Relationships are ongoing: Build your security through communication – The JOLT News


Alexis Rae Baker

By Alexis Rae Baker

Dear Lexis,

I recently started dating again. After my last relationship, it became painful and obvious that I needed some time and work on myself. I thought I had it all worked out, but now that I’m in a relationship, I find the same insecurities resurfacing. I am plagued by the fear that he is cheating on me, even though I have no evidence to support this claim. I know I’m being paranoid, but I can’t figure out how not to freak out at the possibility. Any suggestions?

Thanks,

Lacey insecure

Dear insecure,

I’m sorry you’re struggling so much with this. First, I want to assure you that the work you have put into improving yourself is not wasted time. There are just some things that need to be worked out “in the trenches”. Insecurity in a relationship is a good example of this.

Even after years of meditation, education, and personal development, I also suffered from insecurity when I met my husband (I still do sometimes). We desperately want this person to like and love us, but because we can’t read their mind, we tend to fear that they won’t (even if they say they do).

If you’ve been cheated on in the past, that fear and insecurity tends to be much worse because you now have legitimate proof that you weren’t reading the situation correctly. Also, people often find out about the cheating and say things like, “I never liked that guy,” “boys will be boys,” or similar cute yet hurtful statements.

Essentially, as people try to help us feel better, they tend to use words that amount to “the signs were there from the beginning; you should have known.”

The truth is, people change, and when you love someone, you fully believe in their ability to be the best version of themselves. It’s a beautiful thing. We’ve all done things in the past that we’re not proud of, and those mistakes can affect us for the rest of our lives. Imagine if we were all judged based on past mistakes.

People despair and people make mistakes. We say things we don’t mean, we hurt our closest friends and family, and we fall short. This is part of the development process. Some make the mistake of cheating. However, even though these errors do happen, it doesn’t help to wait for them either.

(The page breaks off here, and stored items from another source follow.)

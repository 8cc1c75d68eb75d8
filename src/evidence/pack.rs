//! Evidence packs: the canonical, hash-stable record of one layer run.
//!
//! A pack is built from a [`PackDraft`] and is immutable afterwards; fields are
//! only reachable through accessors. Corrections are new packs that carry a
//! `supersedes` reference to the pack they replace.

use chrono::{DateTime, Utc};
use serde::{Deserialize, Serialize};
use serde_json::{json, Value};

use crate::canonical::{digest_of, sha256_hex};
use crate::error::SchemaMismatch;
use crate::scope::ActionKind;

pub const SCHEMA_VERSION: &str = "evidence_pack.v1";

#[derive(Debug, Clone, Copy, PartialEq, Eq, PartialOrd, Ord, Serialize, Deserialize)]
#[serde(rename_all = "SCREAMING_SNAKE_CASE")]
pub enum Severity {
    Info,
    Warn,
    Blocking,
}

#[derive(Debug, Clone, PartialEq, Eq, Serialize, Deserialize)]
pub struct Finding {
    pub code: String,
    pub severity: Severity,
    pub message: String,
}

impl Finding {
    pub fn new(code: &str, severity: Severity, message: &str) -> Self {
        Self { code: code.to_string(), severity, message: message.to_string() }
    }
}

#[derive(Debug, Clone, PartialEq, Serialize, Deserialize)]
pub struct RecordedAction {
    pub kind: ActionKind,
    #[serde(default)]
    pub detail: Value,
}

impl RecordedAction {
    pub fn new(kind: ActionKind, detail: Value) -> Self {
        Self { kind, detail }
    }
}

#[derive(Debug, Clone, PartialEq, Serialize, Deserialize)]
pub struct LayerOutputs {
    pub actions: Vec<RecordedAction>,
    pub payload: Value,
}

impl LayerOutputs {
    pub fn action_kinds(&self) -> impl Iterator<Item = &ActionKind> {
        self.actions.iter().map(|a| &a.kind)
    }
}

/// SHA-256 over the canonical form of `{inputs_digest, outputs}`.
pub fn compute_determinism_hash(inputs_digest: &str, outputs: &LayerOutputs) -> Result<String, serde_json::Error> {
    digest_of(&json!({
        "inputs_digest": inputs_digest,
        "outputs": outputs,
    }))
}

#[derive(Debug, Clone, PartialEq, Serialize, Deserialize)]
pub struct EvidencePack {
    pack_id: String,
    schema_version: String,
    layer_id: String,
    run_id: String,
    git_ref: String,
    model_id: String,
    created_at: DateTime<Utc>,
    inputs_digest: String,
    outputs: LayerOutputs,
    determinism_hash: String,
    capability_scope_ref: String,
    findings: Vec<Finding>,
    #[serde(default)]
    supersedes: Option<String>,
}

impl EvidencePack {
    pub fn pack_id(&self) -> &str {
        &self.pack_id
    }
    pub fn schema_version(&self) -> &str {
        &self.schema_version
    }
    pub fn layer_id(&self) -> &str {
        &self.layer_id
    }
    pub fn run_id(&self) -> &str {
        &self.run_id
    }
    pub fn git_ref(&self) -> &str {
        &self.git_ref
    }
    pub fn model_id(&self) -> &str {
        &self.model_id
    }
    pub fn created_at(&self) -> DateTime<Utc> {
        self.created_at
    }
    pub fn inputs_digest(&self) -> &str {
        &self.inputs_digest
    }
    pub fn outputs(&self) -> &LayerOutputs {
        &self.outputs
    }
    pub fn determinism_hash(&self) -> &str {
        &self.determinism_hash
    }
    pub fn capability_scope_ref(&self) -> &str {
        &self.capability_scope_ref
    }
    pub fn findings(&self) -> &[Finding] {
        &self.findings
    }
    pub fn supersedes(&self) -> Option<&str> {
        self.supersedes.as_deref()
    }

    pub fn has_blocking_finding(&self) -> bool {
        self.findings.iter().any(|f| f.severity == Severity::Blocking)
    }

    /// Recompute from canonical bytes; never trusts the stored value.
    pub fn recompute_hash(&self) -> Result<String, serde_json::Error> {
        compute_determinism_hash(&self.inputs_digest, &self.outputs)
    }

    pub fn to_json(&self) -> Result<String, serde_json::Error> {
        serde_json::to_string(self)
    }

    /// Draft for a corrected pack. The original stays untouched.
    pub fn correction(&self, outputs: LayerOutputs, findings: Vec<Finding>) -> PackDraft {
        PackDraft {
            layer_id: self.layer_id.clone(),
            run_id: self.run_id.clone(),
            git_ref: self.git_ref.clone(),
            model_id: self.model_id.clone(),
            inputs_digest: self.inputs_digest.clone(),
            outputs,
            capability_scope_ref: self.capability_scope_ref.clone(),
            findings,
            supersedes: Some(self.pack_id.clone()),
        }
    }
}

#[derive(Debug, Clone, PartialEq)]
pub struct PackDraft {
    pub layer_id: String,
    pub run_id: String,
    pub git_ref: String,
    pub model_id: String,
    pub inputs_digest: String,
    pub outputs: LayerOutputs,
    pub capability_scope_ref: String,
    pub findings: Vec<Finding>,
    pub supersedes: Option<String>,
}

impl PackDraft {
    /// Hash and freeze. `seq` is the position of this pack within its run.
    pub fn finalize(self, created_at: DateTime<Utc>, seq: u64) -> Result<EvidencePack, SchemaMismatch> {
        let determinism_hash = compute_determinism_hash(&self.inputs_digest, &self.outputs)
            .map_err(|e| SchemaMismatch::new("outputs", e.to_string()))?;
        let id_material = format!("{}|{}|{}|{}", self.run_id, self.layer_id, determinism_hash, seq);
        let pack_id = sha256_hex(id_material.as_bytes())[..32].to_string();
        Ok(EvidencePack {
            pack_id,
            schema_version: SCHEMA_VERSION.to_string(),
            layer_id: self.layer_id,
            run_id: self.run_id,
            git_ref: self.git_ref,
            model_id: self.model_id,
            created_at,
            inputs_digest: self.inputs_digest,
            outputs: self.outputs,
            determinism_hash,
            capability_scope_ref: self.capability_scope_ref,
            findings: self.findings,
            supersedes: self.supersedes,
        })
    }
}

#[cfg(test)]
pub(crate) fn sample_draft(layer_id: &str, payload: Value) -> PackDraft {
    PackDraft {
        layer_id: layer_id.to_string(),
        run_id: "run-1".to_string(),
        git_ref: "deadbeef".to_string(),
        model_id: "digest-summarizer@1".to_string(),
        inputs_digest: sha256_hex(b"inputs"),
        outputs: LayerOutputs {
            actions: vec![RecordedAction::new(ActionKind::ReadMarketData, Value::Null)],
            payload,
        },
        capability_scope_ref: format!("{}@0000", layer_id),
        findings: vec![Finding::new("NOTE", Severity::Info, "ok")],
        supersedes: None,
    }
}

If you expect your partner to cheat on you, chances are they will, either because they feel you’re not fully present or because you’re attracting cheaters by expecting relationships to develop that way.

By taking the time to work through your past relationships, I doubt the latter is the case. So now you have to determine what kind of relationship you want. Are you okay with being in a relationship where you’re constantly looking over your shoulder, waiting for the next shoe to drop, or do you want to be in a relationship where you trust your partner and can be fully open, present, and connected? ?

If you want the second, it just becomes a matter of practice. What would someone who trusts their relationship do? What do you need to feel more safe and secure? Have you tried talking about your fears?

Often, you’ll find that your partner is struggling with similar fears, and this realization can bring you closer. By expressing your concern and discovering their concern, you can begin to see yourself through their eyes and trust that they truly care about you.

Angus and I have both expressed our concern that the other may come out one day. It’s an unwarranted fear, but through discussion, we both get a better look at how much the other cares. And the more we can see each other through the eyes, the less fear arises.

It’s a process and it takes time, but if you put in the work and keep communicating, you’ll soon discover a new level of connection you never knew you could have.

All my best wishes for you in this relationship.